The jurisprudence has, by any measure, grown considerably. Maneka Gandhi v Union of India transformed Article 21, requiring any procedure restricting personal liberty to meet a standard of fundamental fairness – not mere legality. Justice K.S. Puttaswamy (Retd.) v Union of India recognised privacy as a constitutionally protected dimension of dignity and autonomy. These are genuine advances, reflecting a judiciary willing to read the Constitution as a living document. The problem is that the infrastructure to make these rights real has not grown with them. If anything, it is failing.
Indian courts are carrying a caseload that staggers. Cases extend for years; some for decades. The Supreme Court recognised in Hussainara Khatoon v State of Bihar that speedy trial is itself a right under Article 21 – a recognition that did nothing to resolve the problem. That judgment is decades old, and delay remains endemic throughout the system. For individuals without financial resources or legal literacy, procedural complexity functions as a deterrent long before any substantive issue is even raised. Human rights commissions and regulatory authorities exist to supplement the formal courts, but most lack binding powers. Their recommendations are advisory. In practice, they are politely ignorable.

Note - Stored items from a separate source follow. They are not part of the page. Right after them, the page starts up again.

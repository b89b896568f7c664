//! PostgreSQL Closing Store Adapter
//!
//! Implements `domain_closing::ClosingStore` on top of [`ClosingRepository`].
//! Statuses, report types and policies are stored as their display labels;
//! partial results and run summaries are stored as JSONB in the encoded-key
//! form produced by `DimensionBalances`.

use async_trait::async_trait;
use chrono::Utc;
use std::str::FromStr;
use tracing::{debug, instrument};

use core_kernel::{
    AdapterHealth, ClosingPeriod, DomainPort, HealthCheckResult, HealthCheckable, PortError,
    RunId, VoucherId,
};
use domain_closing::{
    ClosingPolicy, ClosingStore, DimensionBalances, PeriodClosingVoucher, PreparedRun,
    ProcessingUnit, ReportType, RunStatus, UnitCounts, UnitKey, UnitStatus, VoucherRun,
};

use crate::error::DatabaseError;
use crate::repositories::closing::{ClosingRepository, NewRun, RunRow, UnitRow, VoucherRow};

/// PostgreSQL-backed implementation of [`ClosingStore`]
#[derive(Debug, Clone)]
pub struct PostgresClosingStore {
    repository: ClosingRepository,
}

impl PostgresClosingStore {
    pub fn new(pool: sqlx::PgPool) -> Self {
        Self {
            repository: ClosingRepository::new(pool),
        }
    }

    pub fn repository(&self) -> &ClosingRepository {
        &self.repository
    }

    /// Registers a period closing voucher
    pub async fn insert_voucher(&self, voucher: &PeriodClosingVoucher) -> Result<(), PortError> {
        self.repository
            .insert_voucher(&voucher_to_row(voucher))
            .await
            .map_err(PortError::from)
    }
}

impl DomainPort for PostgresClosingStore {}

#[async_trait]
impl HealthCheckable for PostgresClosingStore {
    async fn health_check(&self) -> HealthCheckResult {
        ping(self.repository.pool(), "postgres-closing-store").await
    }
}

#[async_trait]
impl ClosingStore for PostgresClosingStore {
    #[instrument(skip(self), fields(voucher_id = %id))]
    async fn get_voucher(&self, id: VoucherId) -> Result<PeriodClosingVoucher, PortError> {
        let row = self
            .repository
            .get_voucher(id.into())
            .await
            .map_err(|e| not_found_as(e, "PeriodClosingVoucher", id))?;
        row_to_voucher(row)
    }

    #[instrument(skip(self, prepared), fields(run_id = %prepared.run.id))]
    async fn insert_run(&self, prepared: &PreparedRun) -> Result<(), PortError> {
        let new_run = NewRun {
            run: run_to_row(&prepared.run)?,
            units: prepared.units.iter().map(unit_to_row).collect(),
            opening_units: prepared.opening_units.iter().map(unit_to_row).collect(),
        };
        self.repository.insert_run(&new_run).await.map_err(PortError::from)
    }

    async fn get_run(&self, id: RunId) -> Result<VoucherRun, PortError> {
        let row = self
            .repository
            .get_run(id.into())
            .await
            .map_err(|e| not_found_as(e, "VoucherRun", id))?;
        row_to_run(row)
    }

    async fn set_run_status(&self, id: RunId, status: RunStatus) -> Result<(), PortError> {
        self.repository
            .set_run_status(id.into(), status.as_str())
            .await
            .map_err(|e| not_found_as(e, "VoucherRun", id))
    }

    #[instrument(skip(self), fields(run_id = %id))]
    async fn transition_run(
        &self,
        id: RunId,
        from: &[RunStatus],
        to: RunStatus,
    ) -> Result<bool, PortError> {
        let from: Vec<String> = from.iter().map(|s| s.as_str().to_string()).collect();
        let moved = self
            .repository
            .transition_run(id.into(), &from, to.as_str())
            .await
            .map_err(|e| not_found_as(e, "VoucherRun", id))?;
        debug!(moved, "Run transition");
        Ok(moved)
    }

    async fn store_summary(&self, id: RunId, summary: &DimensionBalances) -> Result<(), PortError> {
        let value = summary
            .to_json()
            .map_err(|e| PortError::transformation(e.to_string()))?;
        self.repository
            .store_summary(id.into(), &value)
            .await
            .map_err(|e| not_found_as(e, "VoucherRun", id))
    }

    async fn unit_status(&self, key: &UnitKey) -> Result<UnitStatus, PortError> {
        let status = self
            .repository
            .unit_status(key.run_id.into(), key.processing_date, key.report_type.as_str())
            .await
            .map_err(|e| not_found_as(e, "ProcessingUnit", key))?;
        UnitStatus::from_str(&status)
    }

    async fn transition_unit(
        &self,
        key: &UnitKey,
        from: UnitStatus,
        to: UnitStatus,
    ) -> Result<bool, PortError> {
        self.repository
            .transition_unit(
                key.run_id.into(),
                key.processing_date,
                key.report_type.as_str(),
                from.as_str(),
                to.as_str(),
            )
            .await
            .map_err(|e| not_found_as(e, "ProcessingUnit", key))
    }

    #[instrument(skip(self, balances), fields(unit = %key))]
    async fn complete_unit(
        &self,
        key: &UnitKey,
        balances: &DimensionBalances,
    ) -> Result<bool, PortError> {
        let value = balances
            .to_json()
            .map_err(|e| PortError::transformation(e.to_string()))?;
        self.repository
            .complete_unit(
                key.run_id.into(),
                key.processing_date,
                key.report_type.as_str(),
                &value,
            )
            .await
            .map_err(|e| not_found_as(e, "ProcessingUnit", key))
    }

    #[instrument(skip(self))]
    async fn claim_units(&self, run_id: RunId, max_running: usize) -> Result<Vec<UnitKey>, PortError> {
        let max_running = i64::try_from(max_running).unwrap_or(i64::MAX);
        let rows = self
            .repository
            .claim_units(run_id.into(), max_running)
            .await
            .map_err(|e| not_found_as(e, "VoucherRun", run_id))?;

        let mut keys = rows
            .into_iter()
            .map(|row| {
                Ok(UnitKey::new(
                    run_id,
                    row.processing_date,
                    parse_report_type(&row.report_type)?,
                ))
            })
            .collect::<Result<Vec<_>, PortError>>()?;
        keys.sort();
        debug!(claimed = keys.len(), "Claimed units");
        Ok(keys)
    }

    async fn transition_all_units(
        &self,
        run_id: RunId,
        from: UnitStatus,
        to: UnitStatus,
    ) -> Result<u64, PortError> {
        self.repository
            .transition_all_units(run_id.into(), from.as_str(), to.as_str())
            .await
            .map_err(PortError::from)
    }

    async fn unit_counts(&self, run_id: RunId) -> Result<UnitCounts, PortError> {
        let rows = self
            .repository
            .unit_counts(run_id.into())
            .await
            .map_err(PortError::from)?;

        let mut counts = UnitCounts::default();
        for row in rows {
            let count = u64::try_from(row.count).unwrap_or(0);
            match UnitStatus::from_str(&row.status)? {
                UnitStatus::Queued => counts.queued = count,
                UnitStatus::Running => counts.running = count,
                UnitStatus::Paused => counts.paused = count,
                UnitStatus::Completed => counts.completed = count,
            }
        }
        Ok(counts)
    }

    async fn list_units(&self, run_id: RunId) -> Result<Vec<ProcessingUnit>, PortError> {
        let rows = self
            .repository
            .list_units(run_id.into())
            .await
            .map_err(PortError::from)?;
        rows.into_iter().map(row_to_unit).collect()
    }

    async fn opening_units(&self, run_id: RunId) -> Result<Vec<ProcessingUnit>, PortError> {
        let rows = self
            .repository
            .opening_units(run_id.into())
            .await
            .map_err(PortError::from)?;
        rows.into_iter().map(row_to_unit).collect()
    }
}

// =============================================================================
// Conversion Functions
// =============================================================================

/// Keeps the entity name of a not-found error specific
fn not_found_as(error: DatabaseError, entity: &str, id: impl std::fmt::Display) -> PortError {
    if error.is_not_found() {
        PortError::not_found(entity, id)
    } else {
        error.into()
    }
}

fn parse_report_type(value: &str) -> Result<ReportType, PortError> {
    ReportType::from_str(value).map_err(|e| PortError::transformation(e.to_string()))
}

fn row_to_voucher(row: VoucherRow) -> Result<PeriodClosingVoucher, PortError> {
    let period = ClosingPeriod::new(row.period_start, row.period_end)
        .map_err(|e| PortError::transformation(e.to_string()))?;
    Ok(PeriodClosingVoucher {
        id: VoucherId::from_uuid(row.voucher_id),
        company: row.company,
        period,
        fiscal_year: row.fiscal_year,
        closing_account_head: row.closing_account_head,
        remarks: row.remarks,
        is_first_closing: row.is_first_closing,
    })
}

fn voucher_to_row(voucher: &PeriodClosingVoucher) -> VoucherRow {
    VoucherRow {
        voucher_id: voucher.id.into(),
        company: voucher.company.clone(),
        period_start: voucher.period.start(),
        period_end: voucher.period.end(),
        fiscal_year: voucher.fiscal_year.clone(),
        closing_account_head: voucher.closing_account_head.clone(),
        remarks: voucher.remarks.clone(),
        is_first_closing: voucher.is_first_closing,
    }
}

fn run_to_row(run: &VoucherRun) -> Result<RunRow, PortError> {
    let summary = run
        .summary
        .as_ref()
        .map(|s| s.to_json())
        .transpose()
        .map_err(|e| PortError::transformation(e.to_string()))?;
    Ok(RunRow {
        run_id: run.id.into(),
        voucher_id: run.voucher_id.into(),
        status: run.status.as_str().to_string(),
        policy: run.policy.as_str().to_string(),
        summary,
        created_at: run.created_at,
        updated_at: run.updated_at,
    })
}

fn row_to_run(row: RunRow) -> Result<VoucherRun, PortError> {
    Ok(VoucherRun {
        id: RunId::from_uuid(row.run_id),
        voucher_id: VoucherId::from_uuid(row.voucher_id),
        status: RunStatus::from_str(&row.status)?,
        policy: ClosingPolicy::from_str(&row.policy)?,
        summary: row.summary.map(parse_balances).transpose()?,
        created_at: row.created_at,
        updated_at: row.updated_at,
    })
}

fn unit_to_row(unit: &ProcessingUnit) -> UnitRow {
    UnitRow {
        run_id: unit.run_id.into(),
        processing_date: unit.processing_date,
        report_type: unit.report_type.as_str().to_string(),
        status: unit.status.as_str().to_string(),
        closing_balance: None,
    }
}

fn row_to_unit(row: UnitRow) -> Result<ProcessingUnit, PortError> {
    Ok(ProcessingUnit {
        run_id: RunId::from_uuid(row.run_id),
        processing_date: row.processing_date,
        report_type: parse_report_type(&row.report_type)?,
        status: UnitStatus::from_str(&row.status)?,
        closing_balance: row.closing_balance.map(parse_balances).transpose()?,
    })
}

fn parse_balances(value: serde_json::Value) -> Result<DimensionBalances, PortError> {
    serde_json::from_value(value).map_err(|e| PortError::transformation(e.to_string()))
}

/// Runs `SELECT 1` and reports the latency
pub(crate) async fn ping(pool: &sqlx::PgPool, adapter_id: &str) -> HealthCheckResult {
    let start = std::time::Instant::now();
    let result = sqlx::query_scalar::<_, i32>("SELECT 1").fetch_one(pool).await;
    let latency_ms = start.elapsed().as_millis() as u64;

    let (status, message) = match result {
        Ok(_) => (AdapterHealth::Healthy, None),
        Err(e) => (AdapterHealth::Unhealthy, Some(format!("Database error: {}", e))),
    };
    HealthCheckResult {
        adapter_id: adapter_id.to_string(),
        status,
        latency_ms,
        message,
        checked_at: Utc::now(),
    }
}

#[cfg(test)]
mod tests {
    use super::*;
    use chrono::NaiveDate;

    fn voucher() -> PeriodClosingVoucher {
        PeriodClosingVoucher {
            id: VoucherId::new(),
            company: "Acme".to_string(),
            period: ClosingPeriod::new(
                NaiveDate::from_ymd_opt(2024, 1, 1).unwrap(),
                NaiveDate::from_ymd_opt(2024, 1, 31).unwrap(),
            )
            .unwrap(),
            fiscal_year: Some("2024".to_string()),
            closing_account_head: "Retained Earnings".to_string(),
            remarks: None,
            is_first_closing: true,
        }
    }

    #[test]
    fn test_voucher_row_conversion_roundtrip() {
        let voucher = voucher();
        let back = row_to_voucher(voucher_to_row(&voucher)).unwrap();
        assert_eq!(back, voucher);
    }

    #[test]
    fn test_run_row_keeps_status_and_policy_labels() {
        let prepared = VoucherRun::prepare(&voucher(), ClosingPolicy::ProfitAndLossOnly, None);
        let row = run_to_row(&prepared.run).unwrap();
        assert_eq!(row.status, "Queued");
        assert_eq!(row.policy, "profit_and_loss_only");
        assert_eq!(row_to_run(row).unwrap(), prepared.run);
    }

    #[test]
    fn test_unit_row_with_unknown_status_fails() {
        let row = UnitRow {
            run_id: uuid::Uuid::new_v4(),
            processing_date: NaiveDate::from_ymd_opt(2024, 1, 1).unwrap(),
            report_type: "Profit and Loss".to_string(),
            status: "Done".to_string(),
            closing_balance: None,
        };
        assert!(matches!(row_to_unit(row), Err(PortError::Transformation { .. })));
    }

    #[test]
    fn test_not_found_keeps_entity_name() {
        let error = not_found_as(DatabaseError::NotFound("x".to_string()), "VoucherRun", "PPCV-1");
        assert!(matches!(error, PortError::NotFound { ref entity_type, .. } if entity_type == "VoucherRun"));
    }
}
//! Closing run handlers

use axum::{
    extract::{Path, State},
    http::StatusCode,
    Json,
};
use uuid::Uuid;

use core_kernel::{RunId, VoucherId};

use crate::dto::closing::*;
use crate::{error::ApiError, AppState};

/// Creates a queued run for a period closing voucher
pub async fn create_run(
    State(state): State<AppState>,
    Json(request): Json<CreateRunRequest>,
) -> Result<(StatusCode, Json<RunResponse>), ApiError> {
    let policy = request.policy.unwrap_or(state.config.default_policy);
    let run = state
        .service
        .create_run(VoucherId::from_uuid(request.voucher_id), policy)
        .await?;
    Ok((StatusCode::CREATED, Json(RunResponse::from(&run))))
}

/// Gets a run with its unit counts
pub async fn get_run(
    State(state): State<AppState>,
    Path(id): Path<Uuid>,
) -> Result<Json<RunStatusResponse>, ApiError> {
    let overview = state.service.status(RunId::from_uuid(id)).await?;
    Ok(Json(RunStatusResponse::try_from(overview)?))
}

/// Starts a queued run, or tops up a running one
pub async fn start_run(
    State(state): State<AppState>,
    Path(id): Path<Uuid>,
) -> Result<Json<AdvanceResponse>, ApiError> {
    let outcome = state.service.start(RunId::from_uuid(id)).await?;
    Ok(Json(outcome.into()))
}

/// Pauses a run
pub async fn pause_run(
    State(state): State<AppState>,
    Path(id): Path<Uuid>,
) -> Result<Json<PauseResponse>, ApiError> {
    let paused_units = state.service.pause(RunId::from_uuid(id)).await?;
    Ok(Json(PauseResponse {
        run_id: id,
        paused_units,
    }))
}

/// Resumes a paused run
pub async fn resume_run(
    State(state): State<AppState>,
    Path(id): Path<Uuid>,
) -> Result<Json<AdvanceResponse>, ApiError> {
    let outcome = state.service.resume(RunId::from_uuid(id)).await?;
    Ok(Json(outcome.into()))
}

/// Claims more units or posts a finished run
pub async fn advance_run(
    State(state): State<AppState>,
    Path(id): Path<Uuid>,
) -> Result<Json<AdvanceResponse>, ApiError> {
    let outcome = state.service.advance(RunId::from_uuid(id)).await?;
    Ok(Json(outcome.into()))
}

The failure extends to judicial victories. Vishaka v State of Rajasthan, which produced landmark guidelines on workplace sexual harassment, is among the most celebrated examples of progressive constitutional litigation. It is equally an example of a judgment whose practical effects took years to materialise – not because the law was wrong, but because the institutions responsible for implementing it simply did not move. Much of the Public Interest Litigation docket tells the same story: directives issued, governments non-compliant, follow-up inadequate, the same matters returning to court in successive rounds. Over time, this does something beyond delaying individual cases. It normalises the idea that court orders are aspirational – a suggestion rather than a command.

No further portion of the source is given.